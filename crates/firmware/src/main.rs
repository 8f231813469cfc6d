//! Prisme is [Embassy](https://embassy.dev)-based firmware for a MIDI arpeggiator with CV/gate outputs. It runs on
//! the [Nucleo-F767ZI development board](https://www.st.com/en/evaluation-tools/nucleo-f767zi.html), which is
//! powered by an F7-series STM32 microcontroller.
//!
//! MIDI arrives over USB. Notes are quantized to a scale and arpeggiated against an internal or external clock; the
//! result goes back out over USB and, through an MCP4728 quad DAC on I²C, to pitch, gate and auxiliary CV outputs
//! for modular synthesizers. The device works without the DAC, as a MIDI-only arpeggiator.
//!
//! The signal path itself lives in `prisme_lib`; this crate wires it to the hardware. For details about the
//! hardware or how to use the device, see the `README`.

#![no_std]
#![no_main]

#[macro_use]
mod fmt;

mod controls;
mod midi;
mod scheduler;
mod status;

use embassy_executor::Spawner;
use embassy_stm32::{
    Config, bind_interrupts,
    exti::ExtiInput,
    gpio::{Level, Output, Pull, Speed},
    i2c::{self, I2c, Master},
    mode::Blocking,
    peripherals,
    time::Hertz,
    usb,
};
use embassy_time::Instant;
use embassy_usb::{Builder, class::midi::MidiClass};
use prisme_lib::{configuration, hub::Hub, output::Mcp4728};
use static_cell::StaticCell;

#[cfg(feature = "debug")]
use {defmt_rtt as _, panic_probe as _};

#[cfg(not(feature = "debug"))]
use panic_halt as _;

bind_interrupts!(
    #[doc(hidden)]
    struct Irqs {
        OTG_FS => usb::InterruptHandler<peripherals::USB_OTG_FS>;
    }
);

type UsbDriver = usb::Driver<'static, peripherals::USB_OTG_FS>;
type CvDac = Mcp4728<I2c<'static, Blocking, Master>>;

/// Full-scale output of the DAC, in volts; the MCP4728 is referenced to its 5 V supply.
const DAC_REFERENCE: f32 = 5.0;

#[embassy_executor::main]
async fn main(spawner: Spawner) {
    info!("Initializing Prisme");

    let mut config = Config::default();
    {
        use embassy_stm32::rcc::*;
        // hse: high-speed external clock
        config.rcc.hse = Some(Hse {
            freq: Hertz(8_000_000),
            mode: HseMode::Bypass,
        });

        // pll: phase-locked loop, crucial for dividing clock
        config.rcc.pll_src = PllSource::HSE;
        config.rcc.pll = Some(Pll {
            prediv: PllPreDiv::DIV4,
            mul: PllMul::MUL216,
            divp: Some(PllPDiv::DIV2), // 8mhz / 4 * 216 / 2 = 216Mhz
            // per section 5.2 of RM0410, the 48MHz clock used for USB OTG FS is derived from the main PLL VCO
            divq: Some(PllQDiv::DIV9), // 8mhz / 4 * 216 / 9 = 48Mhz
            divr: None,
        });
        config.rcc.ahb_pre = AHBPrescaler::DIV1;
        config.rcc.apb1_pre = APBPrescaler::DIV4;
        config.rcc.apb2_pre = APBPrescaler::DIV2;
        config.rcc.sys = Sysclk::PLL1_P;
        config.rcc.mux.clk48sel = mux::Clk48sel::PLL1_Q;
    }
    let p = embassy_stm32::init(config);

    let settings = configuration::Config::default();
    let config_sender = controls::CONFIG.sender();
    config_sender.send(settings);

    let button = ExtiInput::new(p.PC13, p.EXTI13, Pull::None);
    unwrap!(spawner.spawn(controls::cycle_pattern(button, controls::CONFIG.sender())));

    let toggle = ExtiInput::new(p.PD1, p.EXTI1, Pull::Up);
    let blue_led = Output::new(p.PB7, Level::Low, Speed::Low);
    unwrap!(spawner.spawn(controls::toggle_latch(toggle, blue_led, config_sender)));

    let learn = ExtiInput::new(p.PD0, p.EXTI0, Pull::Up);
    unwrap!(spawner.spawn(controls::learn_aux(learn)));

    // Create the driver, from the HAL.
    static ENDPOINT_OUT_BUFFER: StaticCell<[u8; 256]> = StaticCell::new();
    let mut config = embassy_stm32::usb::Config::default();

    // USB devices which are self-powered (i.e., that can stay powered on if unplugged from the host)
    // need to enable vbus_detection to comply with the USB spec. Per section 6.10 of the Nucleo board
    // manual (UM1974), CN13 (the USB port) cannot power the board; external power is necessary.
    config.vbus_detection = true;

    let driver = usb::Driver::new_fs(
        p.USB_OTG_FS,
        Irqs,
        p.PA12,
        p.PA11,
        ENDPOINT_OUT_BUFFER.init([0; 256]),
        config,
    );

    // per https://pid.codes, FOSS projects can apply to be listed under the vendor ID owned by InterBiometrics
    let vendor_id = 0x1209;
    // pid.codes test PID until one is allocated
    let product_id = 0x0001;

    let mut config = embassy_usb::Config::new(vendor_id, product_id);
    config.manufacturer = Some("Pawpaw Works");
    config.product = Some("Prisme");
    config.self_powered = true;
    config.max_power = 0;

    // It needs some buffers for building the descriptors.
    static CONFIG_DESCRIPTOR: StaticCell<[u8; 256]> = StaticCell::new();
    static BOS_DESCRIPTOR: StaticCell<[u8; 256]> = StaticCell::new();
    static CONTROL_BUFFER: StaticCell<[u8; 64]> = StaticCell::new();

    let mut builder = Builder::new(
        driver,
        config,
        CONFIG_DESCRIPTOR.init([0; 256]),
        BOS_DESCRIPTOR.init([0; 256]),
        &mut [], // no msos descriptors
        CONTROL_BUFFER.init([0; 64]),
    );

    let class = MidiClass::new(&mut builder, 1, 1, 64);
    let usb = builder.build();
    let (tx, rx) = class.split();

    unwrap!(spawner.spawn(midi::usb_task(usb)));
    unwrap!(spawner.spawn(midi::midi_in(rx)));
    unwrap!(spawner.spawn(midi::midi_out(tx)));

    // the DAC sits on I2C1, which the Nucleo routes to the Arduino header's SCL/SDA pins
    let i2c = I2c::new_blocking(p.I2C1, p.PB8, p.PB9, i2c::Config::default());
    let dac = Mcp4728::probe(i2c, CvDac::DEFAULT_ADDRESS, DAC_REFERENCE);
    if dac.is_some() {
        info!("MCP4728 found");
    }

    let hub = Hub::new(settings, midi::UsbMidiOut, dac, Instant::now());
    let config_receiver = unwrap!(controls::CONFIG.receiver());
    unwrap!(spawner.spawn(scheduler::scheduler(
        hub,
        config_receiver,
        status::STATUS.sender()
    )));

    let red_led = Output::new(p.PB14, Level::Low, Speed::Low);
    unwrap!(spawner.spawn(status::report_status(
        status::STATUS.anon_receiver(),
        red_led
    )));
}
//! This crate contains architecture-agnostic logic for Prisme, a MIDI arpeggiator which re-times and re-sequences
//! incoming notes and drives both a MIDI output and [CV/gate](https://en.wikipedia.org/wiki/CV/gate) outputs for
//! modular synthesizers.
//!
//! The signal path, leaves first:
//! - [`clock::ClockSource`] produces "step due" events from an internal generator or external MIDI clock;
//! - [`translation::Pipeline`] quantizes pitches to a scale before they reach the arpeggiator;
//! - [`arpeggiator::Arpeggiator`] turns held notes into a step sequence and plays one step per clock step;
//! - [`voltage::VoltageEngine`] resolves held notes into a single pitch/gate pair and hosts an auxiliary channel.
//!
//! [`hub::Hub`] ties them together and is what a scheduler loop drives.

#![deny(missing_docs)]
#![no_std]

#[cfg(test)]
extern crate std;

#[macro_use]
mod fmt;

pub mod activated_notes;
pub mod arpeggiator;
pub mod clock;
pub mod configuration;
pub mod event;
pub mod hub;
pub mod output;
pub mod translation;
pub mod voltage;
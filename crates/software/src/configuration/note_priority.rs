use num_derive::{FromPrimitive, ToPrimitive};
use wmidi::Note;

/// Trait for selecting which [`Note`] to play when many have been activated.
pub trait ProvideNote {
    /// Selects a single [`Note`] from an iterator yielding notes in the order they were activated.
    fn provide_note(&self, notes: impl Iterator<Item = Note>) -> Option<Note>;
}

/// Determines which note drives the pitch CV when more notes are held than the single voice can sound.
///
/// When a note is released, it is replaced by the next note (if any) based on the selected algorithm.
#[derive(Debug, Copy, Clone, ToPrimitive, FromPrimitive, PartialEq)]
#[cfg_attr(feature = "defmt", derive(defmt::Format))]
pub enum NotePriority {
    /// Prioritizes notes based on the order in which they are received. Notes played later will be voiced over earlier ones.
    Last,
    /// Prioritizes notes based on the order in which they are received. Notes played earlier will be voiced over later ones.
    First,
    /// Prioritizes notes based on pitch. Lower notes (e.g., those on the left side of the keyboard) will be voiced over higher ones.
    Lowest,
    /// Prioritizes notes based on pitch. Higher notes (e.g., those on the right side of the keyboard) will be voiced over lower ones.
    Highest,
}
impl super::CycleConfig for NotePriority {}

impl ProvideNote for NotePriority {
    fn provide_note(&self, mut notes: impl Iterator<Item = Note>) -> Option<Note> {
        match self {
            NotePriority::First => notes.next(),
            NotePriority::Last => notes.last(),
            NotePriority::Lowest => notes.min(),
            NotePriority::Highest => notes.max(),
        }
    }
}
use crate::configuration::CvProfile;
use measurements::Voltage;
use wmidi::Note;

/// Maps pitches to pitch CV for a given volts-per-octave slope.
#[derive(Clone, Copy, Debug, PartialEq)]
pub struct VoltageCurve {
    volts_per_octave: Voltage,
    ceiling: Voltage,
}

impl VoltageCurve {
    /// Pitch which produces [`REFERENCE_VOLTAGE`][Self::REFERENCE_VOLTAGE].
    pub const REFERENCE_PITCH: Note = Note::C4;
    /// Output for [`REFERENCE_PITCH`][Self::REFERENCE_PITCH], in volts.
    pub const REFERENCE_VOLTAGE: f64 = 1.0;

    /// Constructs a curve for `profile` which saturates at `ceiling` volts (the output's full scale).
    pub fn new(profile: CvProfile, ceiling: f32) -> Self {
        Self {
            volts_per_octave: profile.volts_per_octave(),
            ceiling: Voltage::from_volts(f64::from(ceiling)),
        }
    }

    fn voltage_per_half_step(&self) -> Voltage {
        self.volts_per_octave / 12.0
    }

    /// Returns the [`Voltage`] required to play a given [`Note`], clamped to what the output can produce.
    pub fn voltage(&self, note: Note) -> Voltage {
        let half_steps = f64::from(note as u8) - f64::from(Self::REFERENCE_PITCH as u8);
        let volts = (Voltage::from_volts(Self::REFERENCE_VOLTAGE)
            + half_steps * self.voltage_per_half_step())
        .as_volts();
        Voltage::from_volts(volts.clamp(0.0, self.ceiling.as_volts()))
    }
}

□ □ □ □ □

- [ABOUT THIS EXERCISE]
Transcribe exactly, and only, the lines from the one holding "fn provide_note(&self, mut" through the final line of the listing.

- [THE ANSWER]
    fn provide_note(&self, mut notes: impl Iterator<Item = Note>) -> Option<Note> {
        match self {
            NotePriority::First => notes.next(),
            NotePriority::Last => notes.last(),
            NotePriority::Lowest => notes.min(),
            NotePriority::Highest => notes.max(),
        }
    }
}
use crate::configuration::CvProfile;
use measurements::Voltage;
use wmidi::Note;

/// Maps pitches to pitch CV for a given volts-per-octave slope.
#[derive(Clone, Copy, Debug, PartialEq)]
pub struct VoltageCurve {
    volts_per_octave: Voltage,
    ceiling: Voltage,
}

impl VoltageCurve {
    /// Pitch which produces [`REFERENCE_VOLTAGE`][Self::REFERENCE_VOLTAGE].
    pub const REFERENCE_PITCH: Note = Note::C4;
    /// Output for [`REFERENCE_PITCH`][Self::REFERENCE_PITCH], in volts.
    pub const REFERENCE_VOLTAGE: f64 = 1.0;

    /// Constructs a curve for `profile` which saturates at `ceiling` volts (the output's full scale).
    pub fn new(profile: CvProfile, ceiling: f32) -> Self {
        Self {
            volts_per_octave: profile.volts_per_octave(),
            ceiling: Voltage::from_volts(f64::from(ceiling)),
        }
    }

    fn voltage_per_half_step(&self) -> Voltage {
        self.volts_per_octave / 12.0
    }

    /// Returns the [`Voltage`] required to play a given [`Note`], clamped to what the output can produce.
    pub fn voltage(&self, note: Note) -> Voltage {
        let half_steps = f64::from(note as u8) - f64::from(Self::REFERENCE_PITCH as u8);
        let volts = (Voltage::from_volts(Self::REFERENCE_VOLTAGE)
            + half_steps * self.voltage_per_half_step())
        .as_volts();
        Voltage::from_volts(volts.clamp(0.0, self.ceiling.as_volts()))
    }
}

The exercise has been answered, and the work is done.